Exploring the world of mermaid beauty

The beauty industry is in thrall to sea sirens and these mythical creatures have surprising links with our tribe


Wide picture of a dreaming mermaid against waterfall background

The beauty industry has a long-held fascination with mermaids which isn’t swimming off any time soon, according to the recent SS24 catwalks.

At Prabal Gurung, models sported flashes of bright aquamarine through their tresses; while in New York, Sandy Liang sent an array of sirens down the runway, with glistening skin (embellished with a few rhinestone “barnacles”) and flowers tucked behind their ear.

And at Anna Sui, models had eyelids emblazoned in mesmerising green and gold, together with coral-flushed cheekbones.

Not to mention of course, the release of the live action remake of Disney’s The Little Mermaid earlier this summer, causing a tidal wave of marine-inspired red carpet looks and ensuing press releases with the subject line “Mermaidcore” deluging my inbox.

While mermaids are constantly providing a source of inspiration for the beauty world, there are some interesting crossovers between mermaid mythology and Judaism.

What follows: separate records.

//! User management handlers
//!
//! Admin-gated CRUD over staff accounts. Password hashes never leave the
//! server; a password change revokes every outstanding token for the account.

use axum::extract::{Path, State};
use axum::Json;
use chrono::{DateTime, Utc};
use serde::{Deserialize, Serialize};
use std::time::Instant;
use tracing::instrument;
use uuid::Uuid;

use campus_auth_core::hash_password;
use campus_db::{CreateUser, UpdateUser, UserRepository, UserRow};
use campus_types::{ApiResponse, Role};

use crate::error::{ApiError, ApiResult};
use crate::extractors::AdminUser;
use crate::handlers::shared::{
    record_op_duration, validate_email, validate_name, validate_password,
};
use crate::state::AppState;

// ============================================================================
// Request/Response Types
// ============================================================================

/// User as presented to clients; the password hash is stripped.
#[derive(Debug, Serialize)]
pub struct UserView {
    pub id: Uuid,
    pub name: String,
    pub email: String,
    pub role: String,
    pub active: bool,
    pub created_at: DateTime<Utc>,
    pub updated_at: DateTime<Utc>,
}

impl From<UserRow> for UserView {
    fn from(row: UserRow) -> Self {
        Self {
            id: row.id,
            name: row.name,
            email: row.email,
            role: row.role,
            active: row.active,
            created_at: row.created_at,
            updated_at: row.updated_at,
        }
    }
}

#[derive(Debug, Deserialize)]
pub struct CreateUserRequest {
    pub name: String,
    pub email: String,
    pub password: String,
    pub role: String,
    pub active: Option<bool>,
}

#[derive(Debug, Deserialize)]
pub struct UpdateUserRequest {
    pub name: Option<String>,
    pub email: Option<String>,
    pub password: Option<String>,
    pub role: Option<String>,
    pub active: Option<bool>,
}

fn parse_role(value: &str) -> Result<Role, ApiError> {
    value
        .parse::<Role>()
        .map_err(|e| ApiError::Validation(e.to_string()))
}

// ============================================================================
// Handlers
// ============================================================================

/// GET /api/v1/users
#[instrument(skip(state, _admin))]
pub async fn list_users(
    State(state): State<AppState>,
    _admin: AdminUser,
) -> ApiResult<Json<ApiResponse<Vec<UserView>>>> {
    let users = state.repos.users.list().await?;

    Ok(Json(ApiResponse::ok(
        users.into_iter().map(UserView::from).collect(),
    )))
}

/// POST /api/v1/users
#[instrument(skip(state, _admin, req), fields(email = %req.email, role = %req.role))]
pub async fn create_user(
    State(state): State<AppState>,
    _admin: AdminUser,
    Json(req): Json<CreateUserRequest>,
) -> ApiResult<Json<ApiResponse<UserView>>> {
    let start = Instant::now();

    let name = validate_name(&req.name, "name")?;
    let email = validate_email(&req.email)?;
    validate_password(&req.password)?;
    let role = parse_role(&req.role)?;

    let password_hash = hash_password(&req.password)?;

    let user = state
        .repos
        .users
        .create(CreateUser {
            id: Uuid::new_v4(),
            name,
            email,
            password_hash,
            role: role.as_str().to_string(),
            active: req.active.unwrap_or(true),
        })
        .await?;

    tracing::info!(user_id = %user.id, role = %user.role, "User created");
    record_op_duration("create_user", start, true);

    Ok(Json(ApiResponse::ok(UserView::from(user))))
}

/// GET /api/v1/users/{id}
#[instrument(skip(state, _admin), fields(user_id = %id))]
pub async fn get_user(
    State(state): State<AppState>,
    _admin: AdminUser,
    Path(id): Path<Uuid>,
) -> ApiResult<Json<ApiResponse<UserView>>> {
    let user = state
        .repos
        .users
        .find_by_id(id)
        .await?
        .ok_or_else(|| ApiError::NotFound(format!("user {id} not found")))?;

    Ok(Json(ApiResponse::ok(UserView::from(user))))
}

/// PUT /api/v1/users/{id}
#[instrument(skip(state, _admin, req), fields(user_id = %id))]
pub async fn update_user(
    State(state): State<AppState>,
    _admin: AdminUser,
    Path(id): Path<Uuid>,
    Json(req): Json<UpdateUserRequest>,
) -> ApiResult<Json<ApiResponse<UserView>>> {
    let start = Instant::now();

    let name = req
        .name
        .as_deref()
        .map(|n| validate_name(n, "name"))
        .transpose()?;
    let email = req.email.as_deref().map(validate_email).transpose()?;
    let role = req.role.as_deref().map(parse_role).transpose()?;

    let password_hash = match req.password.as_deref() {
        Some(p) => {
            validate_password(p)?;
            Some(hash_password(p)?)
        }
        None => None,
    };
    let password_changed = password_hash.is_some();

    let user = state
        .repos
        .users
        .update(
            id,
            UpdateUser {
                name,
                email,
                password_hash,
                role: role.map(|r| r.as_str().to_string()),
                active: req.active,
            },
        )
        .await?;

    // A new password invalidates every token issued for the old one
    if password_changed {
        let revoked = state.auth.revoke_all(id).await?;
        tracing::info!(user_id = %id, revoked, "Password changed, tokens revoked");
    }

    record_op_duration("update_user", start, true);

    Ok(Json(ApiResponse::ok(UserView::from(user))))
}

/// DELETE /api/v1/users/{id}
#[instrument(skip(state, admin), fields(user_id = %id, by = %admin.user_id))]
pub async fn delete_user(
    State(state): State<AppState>,
    AdminUser(admin): AdminUser,
    Path(id): Path<Uuid>,
) -> ApiResult<Json<ApiResponse<()>>> {
    let start = Instant::now();

    if id == admin.user_id {
        return Err(ApiError::Validation("cannot delete your own account".into()));
    }

    state.repos.users.delete(id).await?;

    tracing::info!(user_id = %id, "User deleted");
    record_op_duration("delete_user", start, true);

    Ok(Json(ApiResponse::message_only("user deleted")))
}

It’s debatable whether Torah scholars believed in the existence of mermaids, but in the 11th century, the commentator Rashi wrote about marine animals “half of whose bodies are of human form, and half in the form of a fish.” He refers to them in French as sereine, which derives from the Latin siren.

Creatures who are the objects of fear and fascination in equal measure, the “otherness” of mermaids definitely strikes a chord where our own community’s history is concerned.

The Little Mermaid story itself can be a parable about assimilation: she wants to leave the safety of her sea folk and walk among humans, even though her father warns her she will never be accepted by those “barbarians” who will do her harm.

I never understood why Ariel would want to leave her unique life under the sea with its seashell bras and singing crabs, just to live on land with drippy Eric.

The original Hans Christian Anderson fairytale has a much darker ending than the Disney version – which could be read as a cautionary tale about not leaving your community.

Perhaps there should be a new version of The Little Mermaid in the style of Crossing Delancey with Ariel meeting an underwater version of Peter Reigart who convinces her to marry within her own community. Too niche?

Mermaid beauty is not just for 15-year-olds and it’s not just for spring or summer.

If sporting aqua marine hair doesn’t float your boat, you can always try a pop of sea green eyeliner. Israeli brand Gen See have just launched a gorgeous line of Cruise Liner Pencils (£19 each), the Miami 04 Metallic Teal shade is flattering on all eye colours and practically smudge-proof.

If you want to give your hair a bit of a slick, wet-look vibe, I definitely recommend Dizziak’s new Oil Mist (£22) which smells absolutely incredible.

And if that doesn’t tickle your gills, Rimmel’s glittery nail polish in Mermaid Fin (£3.99) has enough sparkle to see see you through the upcoming party season and beyond.